防災啓発活動では、学校を訪問し、児童・生徒及び教員に対して防災教育及び訓練を行い、自助力及び共助力の強化を推進している。その中で、防災だけでなく、日本についても紹介(子供たちから聞かれることも)し、日本への理解促進を促している。また、年に一度のコスタリカ全土で実施される一斉避難訓練や配属先のサンタアナ市主催の防災週間(日本における火災予防運動のようなもの)でのイベントの開催なども実施している。
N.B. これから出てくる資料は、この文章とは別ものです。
//! Exact multiplication of arbitrary-precision non-negative integers using
//! Karatsuba's divide-and-conquer algorithm over decimal digit sequences.

#[cfg(test)]
extern crate proptest;

use std::cmp::Ordering;
use std::fmt;
use std::str::FromStr;

pub mod addsub;
pub mod digits;
pub mod error;
pub mod karatsuba;
pub mod low_level;
pub mod observer;
pub mod schoolbook_mul;
pub mod split;
#[cfg(test)]
mod test_utils;
pub mod zeros;

pub use digits::DigitSeq;
pub use error::{Error, Operand, ParseError};
pub use karatsuba::{karatsuba_mul, karatsuba_mul_digits};
pub use observer::{NoopObserver, Observer, TracingObserver};
pub use schoolbook_mul::schoolbook_mul;

/// Signed integer stored as little-endian decimal digits.
#[derive(PartialEq, Eq, Clone, Hash)]
pub struct BigInt {
    negative: bool,
    digits: Vec<u8>,
}

impl fmt::Debug for BigInt {
    fn fmt(&self, f: &mut fmt::Formatter<'_>) -> fmt::Result {
        f.debug_struct("BigInt")
            .field("negative", &self.negative)
            .field("digits", &self.to_digit_seq().to_string())
            .finish()
    }
}

impl PartialOrd for BigInt {
    fn partial_cmp(&self, other: &Self) -> Option<Ordering> {
        Some(self.cmp(other))
    }
}
impl Ord for BigInt {
    fn cmp(&self, other: &Self) -> Ordering {
        let sign_cmp = other.negative.cmp(&self.negative);
        if sign_cmp != Ordering::Equal {
            return sign_cmp;
        }
        if self.negative {
            other.cmp_abs(self)
        } else {
            self.cmp_abs(other)
        }
    }
}

impl BigInt {
    pub const ZERO: BigInt = BigInt {
        digits: Vec::new(),
        negative: false,
    };

    fn cmp_abs(&self, other: &Self) -> Ordering {
        self.digits
            .len()
            .cmp(&other.digits.len())
            .then_with(|| self.digits.iter().rev().cmp(other.digits.iter().rev()))
    }
    fn normalize_in_place(&mut self) {
        while self.digits.last() == Some(&0) {
            self.digits.pop();
        }
        if self.digits.is_empty() {
            self.negative = false;
        }
    }
    fn normalize(mut self) -> Self {
        self.normalize_in_place();
        self
    }
    fn neg_in_place(&mut self) {
        if !self.is_zero() {
            self.negative = !self.negative;
        }
    }

    pub fn from_u64(x: u64) -> Self {
        BigInt::from(x as u128)
    }

    pub fn is_zero(&self) -> bool {
        self.digits.is_empty()
    }

    pub fn is_negative(&self) -> bool {
        self.negative
    }

    /// Number of decimal digits in the magnitude; zero has one digit.
    pub fn digit_count(&self) -> usize {
        std::cmp::max(self.digits.len(), 1)
    }

    /// `self * 10^k`.
    pub fn shifted(&self, k: usize) -> BigInt {
        BigInt {
            digits: low_level::shifted_digits(&self.digits, k),
            negative: self.negative,
        }
    }

    /// Builds a non-negative value from most-significant-first digits.
    /// Leading zeros are accepted and dropped.
    pub fn from_digit_seq(seq: &[u8]) -> BigInt {
        BigInt {
            digits: seq.iter().rev().copied().collect(),
            negative: false,
        }
        .normalize()
    }

    /// Most-significant-first digits of the magnitude, `"0"` for zero.
    pub fn to_digit_seq(&self) -> DigitSeq {
        if self.is_zero() {
            return DigitSeq::zero();
        }
        DigitSeq::from_digits(self.digits.iter().rev().copied().collect())
    }
}

impl From<u128> for BigInt {
    fn from(mut x: u128) -> Self {
        let mut digits = Vec::new();
        while x != 0 {
            digits.push((x % low_level::RADIX as u128) as u8);
            x /= low_level::RADIX as u128;
        }
        BigInt {
            digits,
            negative: false,
        }
    }
}

impl From<u64> for BigInt {
    fn from(x: u64) -> Self {
        BigInt::from_u64(x)
    }
}

impl fmt::Display for BigInt {
    fn fmt(&self, f: &mut fmt::Formatter<'_>) -> fmt::Result {
        if self.negative {
            f.write_str("-")?;
        }
        fmt::Display::fmt(&self.to_digit_seq(), f)
    }
}

impl FromStr for BigInt {
    type Err = ParseError;

    fn from_str(s: &str) -> Result<Self, ParseError> {
        let (negative, body) = match s.as_bytes().first() {
            Some(b'-') => (true, &s[1..]),
            Some(b'+') => (false, &s[1..]),
            _ => (false, s),
        };
        let offset = s.len() - body.len();
        let seq = digits::parse_digits(body, offset)?;
        let mut out = BigInt::from_digit_seq(&seq);
        if negative {
            out.neg_in_place();
        }
        Ok(out)
    }
}

/// Multiplies two non-negative integers, reporting intermediate values as
/// `tracing` events.
pub fn multiply(a: &BigInt, b: &BigInt) -> Result<BigInt, Error> {
    multiply_with(a, b, &TracingObserver)
}

#[tracing::instrument(skip_all, name = "karatsuba.multiply", fields(a_len = a.digit_count(), b_len = b.digit_count()))]
pub fn multiply_with<O: Observer>(a: &BigInt, b: &BigInt, observer: &O) -> Result<BigInt, Error> {
    if a.is_negative() {
        return Err(Error::NegativeOperand {
            operand: Operand::Left,
        });
    }
    if b.is_negative() {
        return Err(Error::NegativeOperand {
            operand: Operand::Right,
        });
    }
    let a = a.to_digit_seq();
    let b = b.to_digit_seq();
    Ok(karatsuba_mul_digits(&a, &b, observer))
}

/// Parses both operands as decimal integers, then multiplies them.
pub fn multiply_str(a: &str, b: &str) -> Result<BigInt, Error> {
    let a: BigInt = a.parse()?;
    let b: BigInt = b.parse()?;
    multiply(&a, &b)
}

#[cfg(test)]
mod tests {
    use super::*;
    use crate::test_utils::*;
    use num_bigint::BigUint;
    use proptest::prelude::*;

    const PI_DIGITS: &str = "3141592653589793238462643383279502884197169399375105820974944592";
    const E_DIGITS: &str = "2718281828459045235360287471352662497757247093699959574966967627";
    const PI_TIMES_E: &str = "8539734222673567065463550869546574495034888535765114961879601127067743044893204848617875072216249073013374895871952806582723184";

    fn big(s: &str) -> BigInt {
        s.parse().unwrap()
    }

    #[test]
    fn hardcoded() {
        let cases = [
            ("1200", "340", "408000"),
            ("7", "123", "861"),
            ("9", "9", "81"),
            ("234500", "2423203", "568241103500"),
            ("0", "0", "0"),
            ("1000", "0", "0"),
        ];
        for &(a, b, expected) in cases.iter() {
            assert_eq!(multiply_str(a, b).unwrap(), big(expected), "{} * {}", a, b);
        }
    }

    #[test]
    fn large_operands() {
        let product = multiply(&big(PI_DIGITS), &big(E_DIGITS)).unwrap();
        assert_eq!(product.to_string(), PI_TIMES_E);

        let expected = PI_DIGITS.parse::<BigUint>().unwrap() * E_DIGITS.parse::<BigUint>().unwrap();
        assert_eq!(product.to_string(), expected.to_string());
    }

    #[test]
    fn rejects_negative_operands() {
        let err = multiply(&big("-3"), &big("4")).unwrap_err();
        assert_eq!(
            err,
            Error::NegativeOperand {
                operand: Operand::Left
            }
        );
        let err = multiply_str("3", "-4").unwrap_err();
        assert_eq!(
            err,
            Error::NegativeOperand {
                operand: Operand::Right
            }
        );
        // Negative zero is just zero.
        assert_eq!(multiply_str("-0", "5").unwrap(), BigInt::ZERO);
    }

    #[test]
    fn rejects_malformed_input() {
        assert_eq!(
            multiply_str("12a4", "3").unwrap_err(),
            Error::Parse(ParseError::InvalidDigit {
                index: 2,
                found: 'a'
            })
        );
        assert_eq!(
            multiply_str("-", "3").unwrap_err(),
            Error::Parse(ParseError::Empty)
        );
        assert_eq!(
            multiply_str("", "3").unwrap_err(),
            Error::Parse(ParseError::Empty)
        );
        assert_eq!(
            "-1x".parse::<BigInt>().unwrap_err(),
            ParseError::InvalidDigit {
                index: 2,
                found: 'x'
            }
        );
    }

    #[test]
    fn parse_and_display() {
        assert_eq!(big("000120").to_string(), "120");
        assert_eq!(big("+7").to_string(), "7");
        assert_eq!(big("-0042").to_string(), "-42");
        assert_eq!(big("-0"), BigInt::ZERO);
        assert_eq!(BigInt::ZERO.to_string(), "0");
        assert_eq!(BigInt::from(u128::MAX).to_string(), u128::MAX.to_string());
    }

    #[test]
    fn digit_count() {
        assert_eq!(BigInt::ZERO.digit_count(), 1);
        assert_eq!(big("-120").digit_count(), 3);
        assert_eq!(big(PI_DIGITS).digit_count(), 64);
    }

    #[test]
    fn ordering() {
        assert!(big("-10") < big("-9"));
        assert!(big("-1") < BigInt::ZERO);
        assert!(big("99") < big("100"));
        assert!(big("123") > big("122"));
    }

    proptest! {
        #[test]
        fn matches_native(a in any::<u64>(), b in any::<u64>()) {
            let product = multiply(&BigInt::from_u64(a), &BigInt::from_u64(b)).unwrap();
            assert_eq!(product, BigInt::from(a as u128 * b as u128));
        }
    }
    proptest! {
        #[test]
        fn matches_num_bigint(a in nonnegative_bigint(0..80), b in nonnegative_bigint(0..80)) {
            let product = multiply(&a, &b).unwrap();
            let expected = a.to_string().parse::<BigUint>().unwrap()
                * b.to_string().parse::<BigUint>().unwrap();
            assert_eq!(product.to_string(), expected.to_string());
        }
    }
    proptest! {
        #[test]
        fn zero_annihilates(a in nonnegative_bigint(0..40)) {
            assert_eq!(multiply(&a, &BigInt::ZERO).unwrap(), BigInt::ZERO);
            assert_eq!(multiply(&BigInt::ZERO, &a).unwrap(), BigInt::ZERO);
        }
    }
    proptest! {
        #[test]
        fn one_is_identity(a in nonnegative_bigint(0..40)) {
            assert_eq!(multiply(&a, &BigInt::from_u64(1)).unwrap(), a);
        }
    }
    proptest! {
        #[test]
        fn commutative(a in nonnegative_bigint(0..40), b in nonnegative_bigint(0..40)) {
            assert_eq!(multiply(&a, &b).unwrap(), multiply(&b, &a).unwrap());
        }
    }
    proptest! {
        #[test]
        fn display_round_trip(
            a in any_bigint(0..40),
            b in nonnegative_bigint(0..40),
            c in nonnegative_bigint(0..40),
            ) {
            assert_eq!(a.to_string().parse::<BigInt>().unwrap(), a);
            let product = multiply(&b, &c).unwrap();
            assert_eq!(product.to_string().parse::<BigInt>().unwrap(), product);
        }
    }
}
ところで、コスタリカでは防災頭巾のようなものは普及しておらず、また、地震が起きたらすぐに避難することを優先している。日本では地震が起きたらまず身の安全が教えられているため、防災教育の違いは非常に興味深い。また、公的機関の防災意識は高いが、一般市民は災害対策については他人事のような印象も受ける。もちろん日本でも全家庭が、例えば、非常用持出品を準備しているわけではないが、異国にいることで日本の防災意識の高さを改めて実感している。
どうしても防災教育は後回しになりがちになってしまうため、児童・生徒及び教員に対して、まずは防災について興味を持ってもらい、さらに災害の知識が身につくような講演を今後も行っていきたい。そこでは身近なものを活用した防災訓練を実施し、「防災って簡単だ。誰でもできる」を体験してもらうことで、楽しく防災について学び、さらにその後家族や将来のこどもたちに伝えていってほしいと思いながら活動に励んでいる。災害が起きないことに越したことはないが、有事の際には、自身の身を守り、そして家族や仲間とともに災害を乗り越えられるような力を身に付けてもらえることを願っている。
ここまで、コスタリカで生活する中でみえてきたコスタリカの防災・災害対策事情について、ほんの一部であるが、紹介させていただいた。筆者個人の感覚・感想も多分に含むが、このエッセイがコスタリカについての理解促進に寄与できることを期待する。